→ Activity
Pull from the data below each line where the word "NativeBackend" occurs, and copy it.

→ Dataset excerpts
+===+
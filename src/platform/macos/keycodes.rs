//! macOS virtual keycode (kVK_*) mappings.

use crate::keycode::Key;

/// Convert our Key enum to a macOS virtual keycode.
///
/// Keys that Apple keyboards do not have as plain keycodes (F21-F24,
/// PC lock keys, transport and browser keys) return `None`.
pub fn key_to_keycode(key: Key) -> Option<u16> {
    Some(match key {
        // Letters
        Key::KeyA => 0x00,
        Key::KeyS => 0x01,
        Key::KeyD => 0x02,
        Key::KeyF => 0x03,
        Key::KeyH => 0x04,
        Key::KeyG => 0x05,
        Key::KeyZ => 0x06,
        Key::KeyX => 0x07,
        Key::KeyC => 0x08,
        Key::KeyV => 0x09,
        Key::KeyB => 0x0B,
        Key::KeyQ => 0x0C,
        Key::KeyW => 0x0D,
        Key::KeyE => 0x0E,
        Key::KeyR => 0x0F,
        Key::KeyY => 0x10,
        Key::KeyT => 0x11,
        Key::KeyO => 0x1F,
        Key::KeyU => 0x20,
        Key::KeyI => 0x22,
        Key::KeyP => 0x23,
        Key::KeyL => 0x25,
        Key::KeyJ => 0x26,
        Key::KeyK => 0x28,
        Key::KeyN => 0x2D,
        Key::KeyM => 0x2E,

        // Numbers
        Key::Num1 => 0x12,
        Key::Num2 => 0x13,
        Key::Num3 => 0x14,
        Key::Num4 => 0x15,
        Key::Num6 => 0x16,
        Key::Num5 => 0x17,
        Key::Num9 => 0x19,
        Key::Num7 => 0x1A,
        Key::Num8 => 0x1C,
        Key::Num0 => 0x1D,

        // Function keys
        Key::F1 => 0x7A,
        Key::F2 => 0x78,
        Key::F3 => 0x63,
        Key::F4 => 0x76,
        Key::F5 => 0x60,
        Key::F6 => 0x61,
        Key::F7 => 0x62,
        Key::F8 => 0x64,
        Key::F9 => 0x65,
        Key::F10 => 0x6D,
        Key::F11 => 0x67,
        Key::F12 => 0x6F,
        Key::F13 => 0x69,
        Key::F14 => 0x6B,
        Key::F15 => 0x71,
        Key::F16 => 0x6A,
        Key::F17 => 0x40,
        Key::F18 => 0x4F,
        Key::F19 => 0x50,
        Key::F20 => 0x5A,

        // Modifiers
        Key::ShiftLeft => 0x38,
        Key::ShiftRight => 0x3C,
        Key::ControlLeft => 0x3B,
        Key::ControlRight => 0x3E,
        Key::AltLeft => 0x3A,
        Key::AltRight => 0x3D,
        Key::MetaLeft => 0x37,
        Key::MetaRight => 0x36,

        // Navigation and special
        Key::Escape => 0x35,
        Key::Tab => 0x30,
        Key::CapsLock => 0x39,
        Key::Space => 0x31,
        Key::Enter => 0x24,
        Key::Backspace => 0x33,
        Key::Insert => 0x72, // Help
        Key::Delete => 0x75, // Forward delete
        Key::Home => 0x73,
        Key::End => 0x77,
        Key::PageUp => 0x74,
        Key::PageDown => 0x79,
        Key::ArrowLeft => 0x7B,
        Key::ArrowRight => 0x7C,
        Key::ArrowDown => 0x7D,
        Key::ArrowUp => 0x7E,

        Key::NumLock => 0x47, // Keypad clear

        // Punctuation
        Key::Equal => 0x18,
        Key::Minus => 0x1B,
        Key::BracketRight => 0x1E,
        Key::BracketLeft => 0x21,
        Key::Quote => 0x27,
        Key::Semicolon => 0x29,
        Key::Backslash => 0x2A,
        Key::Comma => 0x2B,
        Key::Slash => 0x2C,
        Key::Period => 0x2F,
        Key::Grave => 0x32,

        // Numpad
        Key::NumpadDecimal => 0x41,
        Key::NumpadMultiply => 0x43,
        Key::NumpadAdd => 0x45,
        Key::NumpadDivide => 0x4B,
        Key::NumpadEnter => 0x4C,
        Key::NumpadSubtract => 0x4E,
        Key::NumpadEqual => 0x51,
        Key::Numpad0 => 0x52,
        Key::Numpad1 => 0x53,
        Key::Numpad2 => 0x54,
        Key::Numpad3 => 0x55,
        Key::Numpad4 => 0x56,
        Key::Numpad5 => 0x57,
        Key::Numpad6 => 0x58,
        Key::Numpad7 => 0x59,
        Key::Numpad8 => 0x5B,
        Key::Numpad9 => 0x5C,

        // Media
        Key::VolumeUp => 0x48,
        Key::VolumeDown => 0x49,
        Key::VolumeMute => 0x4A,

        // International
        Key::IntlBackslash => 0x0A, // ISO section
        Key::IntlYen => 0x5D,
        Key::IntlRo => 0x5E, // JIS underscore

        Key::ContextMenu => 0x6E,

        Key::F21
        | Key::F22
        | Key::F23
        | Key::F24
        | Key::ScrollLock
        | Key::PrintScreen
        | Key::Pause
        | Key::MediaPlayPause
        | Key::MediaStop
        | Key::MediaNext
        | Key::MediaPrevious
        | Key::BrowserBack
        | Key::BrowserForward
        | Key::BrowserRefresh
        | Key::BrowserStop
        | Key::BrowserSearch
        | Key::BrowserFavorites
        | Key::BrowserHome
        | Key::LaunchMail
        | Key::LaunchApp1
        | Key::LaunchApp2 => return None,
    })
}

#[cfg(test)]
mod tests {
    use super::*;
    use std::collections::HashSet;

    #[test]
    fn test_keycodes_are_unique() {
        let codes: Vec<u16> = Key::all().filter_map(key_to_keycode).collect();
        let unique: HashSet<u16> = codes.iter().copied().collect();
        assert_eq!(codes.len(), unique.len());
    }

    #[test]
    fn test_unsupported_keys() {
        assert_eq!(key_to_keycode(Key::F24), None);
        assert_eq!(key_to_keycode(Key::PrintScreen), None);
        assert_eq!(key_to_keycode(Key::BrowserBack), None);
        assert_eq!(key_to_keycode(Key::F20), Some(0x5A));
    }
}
+===+
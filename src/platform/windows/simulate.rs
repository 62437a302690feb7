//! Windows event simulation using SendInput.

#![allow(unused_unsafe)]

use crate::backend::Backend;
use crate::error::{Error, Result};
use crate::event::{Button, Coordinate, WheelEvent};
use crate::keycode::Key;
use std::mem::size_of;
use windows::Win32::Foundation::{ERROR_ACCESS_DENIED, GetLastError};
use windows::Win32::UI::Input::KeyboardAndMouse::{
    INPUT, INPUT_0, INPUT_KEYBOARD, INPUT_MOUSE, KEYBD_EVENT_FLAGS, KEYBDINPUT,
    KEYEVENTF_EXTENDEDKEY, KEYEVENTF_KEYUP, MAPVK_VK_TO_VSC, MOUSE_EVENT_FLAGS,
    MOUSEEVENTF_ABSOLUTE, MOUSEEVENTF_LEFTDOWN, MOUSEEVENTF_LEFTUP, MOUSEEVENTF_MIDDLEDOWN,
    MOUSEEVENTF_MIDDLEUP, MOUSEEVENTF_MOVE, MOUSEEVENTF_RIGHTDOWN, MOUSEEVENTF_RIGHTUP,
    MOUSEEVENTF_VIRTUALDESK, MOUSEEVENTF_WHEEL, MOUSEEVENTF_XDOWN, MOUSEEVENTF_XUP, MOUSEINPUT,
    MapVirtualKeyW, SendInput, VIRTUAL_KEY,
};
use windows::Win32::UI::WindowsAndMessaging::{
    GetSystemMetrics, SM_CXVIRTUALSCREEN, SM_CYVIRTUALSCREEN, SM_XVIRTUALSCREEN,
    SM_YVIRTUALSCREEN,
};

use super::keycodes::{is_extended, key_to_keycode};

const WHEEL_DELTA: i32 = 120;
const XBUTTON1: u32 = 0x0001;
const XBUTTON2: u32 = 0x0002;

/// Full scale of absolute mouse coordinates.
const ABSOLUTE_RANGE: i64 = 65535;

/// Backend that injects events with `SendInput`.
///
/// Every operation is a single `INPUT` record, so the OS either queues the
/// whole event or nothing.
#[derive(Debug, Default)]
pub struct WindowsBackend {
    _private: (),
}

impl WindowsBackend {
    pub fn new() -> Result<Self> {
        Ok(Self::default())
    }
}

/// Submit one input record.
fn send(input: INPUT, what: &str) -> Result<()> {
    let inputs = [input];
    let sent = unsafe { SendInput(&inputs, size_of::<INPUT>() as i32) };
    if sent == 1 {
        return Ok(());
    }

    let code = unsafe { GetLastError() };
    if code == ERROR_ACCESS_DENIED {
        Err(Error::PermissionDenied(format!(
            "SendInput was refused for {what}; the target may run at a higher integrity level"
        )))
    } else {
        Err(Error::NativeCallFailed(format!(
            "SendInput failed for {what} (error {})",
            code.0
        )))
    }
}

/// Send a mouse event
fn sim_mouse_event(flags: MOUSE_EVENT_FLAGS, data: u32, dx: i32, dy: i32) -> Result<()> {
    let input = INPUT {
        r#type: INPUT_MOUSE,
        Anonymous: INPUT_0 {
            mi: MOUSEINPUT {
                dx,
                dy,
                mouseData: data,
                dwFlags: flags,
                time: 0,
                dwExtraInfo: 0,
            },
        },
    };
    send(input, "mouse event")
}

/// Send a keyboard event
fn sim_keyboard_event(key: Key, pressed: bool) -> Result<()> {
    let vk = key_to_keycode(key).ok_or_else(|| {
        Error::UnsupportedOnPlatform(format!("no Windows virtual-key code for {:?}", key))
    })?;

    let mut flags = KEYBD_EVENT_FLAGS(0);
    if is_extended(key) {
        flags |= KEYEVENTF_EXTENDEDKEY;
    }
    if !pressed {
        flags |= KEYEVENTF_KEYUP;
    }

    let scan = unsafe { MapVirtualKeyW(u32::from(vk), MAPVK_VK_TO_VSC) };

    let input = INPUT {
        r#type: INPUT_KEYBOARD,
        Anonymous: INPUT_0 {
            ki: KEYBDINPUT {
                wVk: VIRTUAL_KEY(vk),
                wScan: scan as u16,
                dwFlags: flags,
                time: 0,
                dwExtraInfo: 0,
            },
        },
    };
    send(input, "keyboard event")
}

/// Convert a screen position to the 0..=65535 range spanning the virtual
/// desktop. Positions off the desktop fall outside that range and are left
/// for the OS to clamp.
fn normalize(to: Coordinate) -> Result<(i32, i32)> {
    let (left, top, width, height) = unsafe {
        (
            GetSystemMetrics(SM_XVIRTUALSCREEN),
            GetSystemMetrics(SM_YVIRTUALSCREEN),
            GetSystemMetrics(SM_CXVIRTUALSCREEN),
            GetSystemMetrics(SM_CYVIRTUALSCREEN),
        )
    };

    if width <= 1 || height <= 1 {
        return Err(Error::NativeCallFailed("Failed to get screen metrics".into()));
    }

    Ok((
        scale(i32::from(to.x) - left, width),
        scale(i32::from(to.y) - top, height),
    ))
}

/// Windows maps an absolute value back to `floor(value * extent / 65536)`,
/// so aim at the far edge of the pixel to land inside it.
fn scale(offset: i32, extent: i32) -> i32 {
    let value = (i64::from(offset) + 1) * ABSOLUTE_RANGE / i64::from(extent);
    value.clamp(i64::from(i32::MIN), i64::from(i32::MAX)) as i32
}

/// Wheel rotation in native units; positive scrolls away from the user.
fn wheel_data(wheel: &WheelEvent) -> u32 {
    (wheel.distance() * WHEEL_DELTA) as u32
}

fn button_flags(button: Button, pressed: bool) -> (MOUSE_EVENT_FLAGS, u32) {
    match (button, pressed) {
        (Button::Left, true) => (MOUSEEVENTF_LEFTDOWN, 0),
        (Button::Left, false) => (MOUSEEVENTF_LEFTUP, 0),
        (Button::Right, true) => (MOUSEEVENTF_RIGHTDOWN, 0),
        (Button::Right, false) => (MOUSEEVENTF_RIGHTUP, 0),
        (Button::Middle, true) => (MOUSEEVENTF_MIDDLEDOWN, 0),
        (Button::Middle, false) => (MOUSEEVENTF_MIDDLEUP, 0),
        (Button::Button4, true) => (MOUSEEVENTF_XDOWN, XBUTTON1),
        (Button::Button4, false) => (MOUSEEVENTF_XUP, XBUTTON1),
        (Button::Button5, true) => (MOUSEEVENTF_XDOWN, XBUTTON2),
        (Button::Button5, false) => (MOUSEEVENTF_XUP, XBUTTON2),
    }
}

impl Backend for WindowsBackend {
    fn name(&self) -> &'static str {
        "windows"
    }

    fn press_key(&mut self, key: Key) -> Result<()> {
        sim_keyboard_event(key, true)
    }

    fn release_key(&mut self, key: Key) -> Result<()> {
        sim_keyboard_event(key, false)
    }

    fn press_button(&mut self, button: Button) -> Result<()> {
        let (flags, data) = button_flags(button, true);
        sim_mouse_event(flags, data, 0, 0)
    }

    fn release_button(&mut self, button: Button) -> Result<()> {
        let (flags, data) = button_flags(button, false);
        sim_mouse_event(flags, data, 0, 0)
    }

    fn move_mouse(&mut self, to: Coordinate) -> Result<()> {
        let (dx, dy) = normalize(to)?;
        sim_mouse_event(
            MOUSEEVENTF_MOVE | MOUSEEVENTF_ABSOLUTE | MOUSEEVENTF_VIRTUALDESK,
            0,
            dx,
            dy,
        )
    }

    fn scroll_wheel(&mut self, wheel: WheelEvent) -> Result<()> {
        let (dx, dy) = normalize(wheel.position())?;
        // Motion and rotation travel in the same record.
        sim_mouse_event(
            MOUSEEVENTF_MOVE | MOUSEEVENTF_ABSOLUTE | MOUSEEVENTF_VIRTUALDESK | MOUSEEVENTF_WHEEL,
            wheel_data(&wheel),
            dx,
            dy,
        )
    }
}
+===+
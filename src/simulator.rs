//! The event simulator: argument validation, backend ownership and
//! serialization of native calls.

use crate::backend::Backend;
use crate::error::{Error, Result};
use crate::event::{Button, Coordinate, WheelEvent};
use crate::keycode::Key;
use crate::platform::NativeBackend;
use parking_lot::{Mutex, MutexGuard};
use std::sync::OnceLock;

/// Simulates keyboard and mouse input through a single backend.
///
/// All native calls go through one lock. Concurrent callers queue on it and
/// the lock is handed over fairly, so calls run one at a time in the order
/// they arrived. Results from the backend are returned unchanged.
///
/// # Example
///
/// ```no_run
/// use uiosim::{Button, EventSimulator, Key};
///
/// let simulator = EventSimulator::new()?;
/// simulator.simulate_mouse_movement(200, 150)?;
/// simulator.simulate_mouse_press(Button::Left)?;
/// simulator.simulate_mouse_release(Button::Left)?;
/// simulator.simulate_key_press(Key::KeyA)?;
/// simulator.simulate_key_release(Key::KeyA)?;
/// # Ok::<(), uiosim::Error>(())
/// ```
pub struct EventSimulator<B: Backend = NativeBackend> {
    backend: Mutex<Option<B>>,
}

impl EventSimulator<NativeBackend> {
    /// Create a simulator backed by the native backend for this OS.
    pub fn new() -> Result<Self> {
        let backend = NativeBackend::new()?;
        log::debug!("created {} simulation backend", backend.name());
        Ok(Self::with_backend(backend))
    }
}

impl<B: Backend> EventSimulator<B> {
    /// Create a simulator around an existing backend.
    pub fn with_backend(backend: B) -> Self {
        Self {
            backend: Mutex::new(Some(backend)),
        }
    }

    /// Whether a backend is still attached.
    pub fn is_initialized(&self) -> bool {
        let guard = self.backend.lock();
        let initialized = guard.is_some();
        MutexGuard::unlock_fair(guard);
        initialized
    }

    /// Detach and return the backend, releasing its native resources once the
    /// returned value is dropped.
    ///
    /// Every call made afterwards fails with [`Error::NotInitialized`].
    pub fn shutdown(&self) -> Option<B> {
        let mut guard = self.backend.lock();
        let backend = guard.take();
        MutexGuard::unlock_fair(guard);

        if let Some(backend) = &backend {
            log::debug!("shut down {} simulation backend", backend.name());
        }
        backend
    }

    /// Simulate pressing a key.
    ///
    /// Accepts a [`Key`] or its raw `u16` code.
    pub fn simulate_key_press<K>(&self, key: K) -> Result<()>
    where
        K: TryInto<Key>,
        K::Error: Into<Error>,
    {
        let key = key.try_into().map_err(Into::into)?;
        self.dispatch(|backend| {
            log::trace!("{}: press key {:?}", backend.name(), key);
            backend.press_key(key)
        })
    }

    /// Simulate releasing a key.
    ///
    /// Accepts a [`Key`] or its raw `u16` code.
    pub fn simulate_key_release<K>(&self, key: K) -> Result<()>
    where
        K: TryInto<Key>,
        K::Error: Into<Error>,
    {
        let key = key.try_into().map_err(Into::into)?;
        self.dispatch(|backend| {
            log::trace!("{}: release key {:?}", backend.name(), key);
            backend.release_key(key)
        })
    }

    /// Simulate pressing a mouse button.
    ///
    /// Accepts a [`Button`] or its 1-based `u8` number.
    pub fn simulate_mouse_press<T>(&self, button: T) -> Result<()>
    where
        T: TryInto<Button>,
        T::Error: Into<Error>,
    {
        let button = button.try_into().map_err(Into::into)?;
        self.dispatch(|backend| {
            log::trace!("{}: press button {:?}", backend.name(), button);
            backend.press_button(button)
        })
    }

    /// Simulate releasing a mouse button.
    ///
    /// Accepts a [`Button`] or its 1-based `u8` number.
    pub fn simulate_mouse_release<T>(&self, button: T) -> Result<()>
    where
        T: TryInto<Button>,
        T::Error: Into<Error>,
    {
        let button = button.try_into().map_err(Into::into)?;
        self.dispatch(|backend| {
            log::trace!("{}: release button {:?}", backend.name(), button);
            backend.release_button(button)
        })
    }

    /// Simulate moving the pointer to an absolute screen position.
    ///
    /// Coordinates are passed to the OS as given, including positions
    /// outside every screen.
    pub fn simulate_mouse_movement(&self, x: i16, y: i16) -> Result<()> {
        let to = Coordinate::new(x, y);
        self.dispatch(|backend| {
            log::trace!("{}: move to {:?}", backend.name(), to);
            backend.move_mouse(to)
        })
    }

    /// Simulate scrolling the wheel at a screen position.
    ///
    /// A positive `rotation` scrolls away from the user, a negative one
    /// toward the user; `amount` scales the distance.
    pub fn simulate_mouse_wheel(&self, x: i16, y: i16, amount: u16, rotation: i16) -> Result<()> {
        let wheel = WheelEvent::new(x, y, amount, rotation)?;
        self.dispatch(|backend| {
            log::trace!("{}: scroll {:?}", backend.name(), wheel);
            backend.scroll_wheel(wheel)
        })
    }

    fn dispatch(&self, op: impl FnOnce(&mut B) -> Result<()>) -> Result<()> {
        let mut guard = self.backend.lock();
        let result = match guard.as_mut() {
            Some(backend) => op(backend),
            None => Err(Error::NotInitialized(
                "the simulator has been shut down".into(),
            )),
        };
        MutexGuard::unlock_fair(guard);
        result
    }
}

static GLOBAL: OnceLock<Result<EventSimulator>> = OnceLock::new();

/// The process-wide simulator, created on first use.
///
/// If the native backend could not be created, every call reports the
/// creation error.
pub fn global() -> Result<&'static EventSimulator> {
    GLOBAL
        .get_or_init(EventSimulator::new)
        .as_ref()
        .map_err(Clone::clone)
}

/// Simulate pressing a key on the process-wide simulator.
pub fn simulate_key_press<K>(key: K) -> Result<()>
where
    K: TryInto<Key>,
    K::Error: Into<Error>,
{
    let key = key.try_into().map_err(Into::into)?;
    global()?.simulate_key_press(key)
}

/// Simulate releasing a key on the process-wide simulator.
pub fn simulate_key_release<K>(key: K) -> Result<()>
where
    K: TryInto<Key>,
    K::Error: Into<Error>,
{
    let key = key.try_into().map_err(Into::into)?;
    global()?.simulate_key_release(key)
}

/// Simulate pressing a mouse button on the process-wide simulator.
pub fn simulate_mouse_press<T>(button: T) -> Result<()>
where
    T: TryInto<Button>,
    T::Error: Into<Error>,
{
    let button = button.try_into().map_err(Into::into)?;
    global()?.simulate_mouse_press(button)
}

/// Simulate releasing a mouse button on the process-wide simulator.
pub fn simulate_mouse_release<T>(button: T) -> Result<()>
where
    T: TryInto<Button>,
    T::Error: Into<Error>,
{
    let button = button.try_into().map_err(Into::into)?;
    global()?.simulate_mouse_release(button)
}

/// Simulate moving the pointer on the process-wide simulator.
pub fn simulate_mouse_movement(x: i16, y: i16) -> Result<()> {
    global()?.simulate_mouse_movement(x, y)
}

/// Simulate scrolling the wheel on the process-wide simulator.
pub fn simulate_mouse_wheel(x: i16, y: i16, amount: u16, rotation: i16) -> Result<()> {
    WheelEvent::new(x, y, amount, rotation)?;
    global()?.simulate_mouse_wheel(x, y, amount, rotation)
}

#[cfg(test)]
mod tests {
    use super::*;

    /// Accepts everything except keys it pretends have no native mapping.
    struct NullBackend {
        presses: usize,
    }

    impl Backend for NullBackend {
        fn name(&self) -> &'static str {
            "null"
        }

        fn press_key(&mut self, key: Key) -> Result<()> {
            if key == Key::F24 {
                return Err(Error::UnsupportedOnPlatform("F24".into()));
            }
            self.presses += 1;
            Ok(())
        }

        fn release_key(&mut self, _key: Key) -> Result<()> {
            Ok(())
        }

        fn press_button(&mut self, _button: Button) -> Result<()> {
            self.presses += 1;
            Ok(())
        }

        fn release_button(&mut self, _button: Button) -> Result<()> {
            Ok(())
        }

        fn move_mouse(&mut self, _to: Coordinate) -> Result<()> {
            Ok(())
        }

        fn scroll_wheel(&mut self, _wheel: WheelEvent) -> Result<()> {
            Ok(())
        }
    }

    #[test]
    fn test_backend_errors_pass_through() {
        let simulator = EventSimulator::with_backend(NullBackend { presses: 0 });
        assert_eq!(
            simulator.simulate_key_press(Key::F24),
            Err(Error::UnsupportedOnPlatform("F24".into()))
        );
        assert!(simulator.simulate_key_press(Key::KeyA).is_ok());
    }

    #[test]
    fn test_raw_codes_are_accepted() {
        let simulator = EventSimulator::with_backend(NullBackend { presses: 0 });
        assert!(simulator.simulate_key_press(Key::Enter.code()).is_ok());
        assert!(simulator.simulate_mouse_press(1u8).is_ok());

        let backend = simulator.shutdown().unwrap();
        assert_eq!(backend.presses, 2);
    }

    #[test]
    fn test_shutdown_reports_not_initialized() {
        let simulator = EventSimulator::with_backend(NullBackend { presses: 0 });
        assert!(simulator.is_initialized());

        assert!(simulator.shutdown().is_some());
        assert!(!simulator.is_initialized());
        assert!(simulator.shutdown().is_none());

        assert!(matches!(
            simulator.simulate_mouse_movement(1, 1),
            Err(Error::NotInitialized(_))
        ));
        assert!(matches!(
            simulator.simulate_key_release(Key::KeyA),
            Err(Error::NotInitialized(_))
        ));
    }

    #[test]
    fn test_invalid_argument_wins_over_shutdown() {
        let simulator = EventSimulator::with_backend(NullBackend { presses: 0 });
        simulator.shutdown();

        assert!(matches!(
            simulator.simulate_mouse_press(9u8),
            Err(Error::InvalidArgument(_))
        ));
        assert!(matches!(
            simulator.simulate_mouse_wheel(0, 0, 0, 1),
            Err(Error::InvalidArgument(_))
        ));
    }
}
+===+
→ Exercise answer
use crate::platform::NativeBackend;
pub struct EventSimulator<B: Backend = NativeBackend> {
impl EventSimulator<NativeBackend> {
        let backend = NativeBackend::new()?;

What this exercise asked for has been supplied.